● REQUIRED ACTION:
In the data below, which lines contain "Unpin"? List them by copying each one.

(Saved entries)
━━━━━━━━━━━━━━━━━━━━━━━━━━━━━━

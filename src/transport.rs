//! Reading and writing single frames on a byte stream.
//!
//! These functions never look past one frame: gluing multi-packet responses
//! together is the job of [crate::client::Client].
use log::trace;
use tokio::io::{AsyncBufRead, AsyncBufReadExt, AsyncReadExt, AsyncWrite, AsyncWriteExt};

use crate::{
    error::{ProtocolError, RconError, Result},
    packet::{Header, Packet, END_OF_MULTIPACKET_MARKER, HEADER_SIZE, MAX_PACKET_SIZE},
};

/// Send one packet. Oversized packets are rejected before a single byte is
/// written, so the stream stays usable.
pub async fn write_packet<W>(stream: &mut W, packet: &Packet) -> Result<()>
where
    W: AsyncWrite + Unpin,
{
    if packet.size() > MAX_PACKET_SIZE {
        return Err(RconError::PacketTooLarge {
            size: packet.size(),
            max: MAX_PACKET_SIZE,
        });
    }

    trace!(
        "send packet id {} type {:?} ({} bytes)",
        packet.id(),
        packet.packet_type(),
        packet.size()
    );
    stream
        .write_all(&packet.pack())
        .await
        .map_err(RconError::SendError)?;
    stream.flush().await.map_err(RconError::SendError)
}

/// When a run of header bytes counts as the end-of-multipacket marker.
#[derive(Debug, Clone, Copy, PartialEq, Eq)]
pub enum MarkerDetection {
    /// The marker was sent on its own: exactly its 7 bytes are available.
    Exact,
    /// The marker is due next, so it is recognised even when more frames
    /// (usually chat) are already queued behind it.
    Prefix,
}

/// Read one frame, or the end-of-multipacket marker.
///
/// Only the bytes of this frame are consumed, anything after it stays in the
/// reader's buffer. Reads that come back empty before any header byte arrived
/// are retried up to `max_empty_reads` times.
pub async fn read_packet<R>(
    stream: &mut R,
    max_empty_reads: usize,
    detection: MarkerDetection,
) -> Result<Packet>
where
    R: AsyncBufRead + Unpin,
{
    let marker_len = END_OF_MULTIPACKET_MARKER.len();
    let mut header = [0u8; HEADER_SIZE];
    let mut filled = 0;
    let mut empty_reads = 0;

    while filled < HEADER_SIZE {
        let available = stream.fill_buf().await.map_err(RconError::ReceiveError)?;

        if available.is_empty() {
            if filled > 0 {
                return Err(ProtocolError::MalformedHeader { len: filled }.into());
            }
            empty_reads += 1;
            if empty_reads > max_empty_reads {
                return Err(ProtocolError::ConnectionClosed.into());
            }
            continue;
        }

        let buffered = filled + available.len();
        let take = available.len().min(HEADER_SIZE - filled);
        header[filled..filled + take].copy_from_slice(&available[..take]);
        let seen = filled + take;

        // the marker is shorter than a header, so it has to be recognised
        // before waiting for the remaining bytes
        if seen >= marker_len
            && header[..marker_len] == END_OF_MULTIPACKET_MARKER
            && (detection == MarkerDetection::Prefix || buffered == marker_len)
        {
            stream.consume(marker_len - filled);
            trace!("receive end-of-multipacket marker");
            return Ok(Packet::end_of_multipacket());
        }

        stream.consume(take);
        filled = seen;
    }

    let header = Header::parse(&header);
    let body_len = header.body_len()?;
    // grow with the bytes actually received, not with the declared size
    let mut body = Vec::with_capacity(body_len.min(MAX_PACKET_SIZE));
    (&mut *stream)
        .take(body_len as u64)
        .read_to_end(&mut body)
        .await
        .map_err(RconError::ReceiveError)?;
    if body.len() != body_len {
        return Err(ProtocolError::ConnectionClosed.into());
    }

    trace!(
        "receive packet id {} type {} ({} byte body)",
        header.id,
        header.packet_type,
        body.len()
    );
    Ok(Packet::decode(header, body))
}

━━━━━━━━━━━━━━━━━━━━━━━━━━━━━━

● TASK RESULT:
    W: AsyncWrite + Unpin,
    R: AsyncBufRead + Unpin,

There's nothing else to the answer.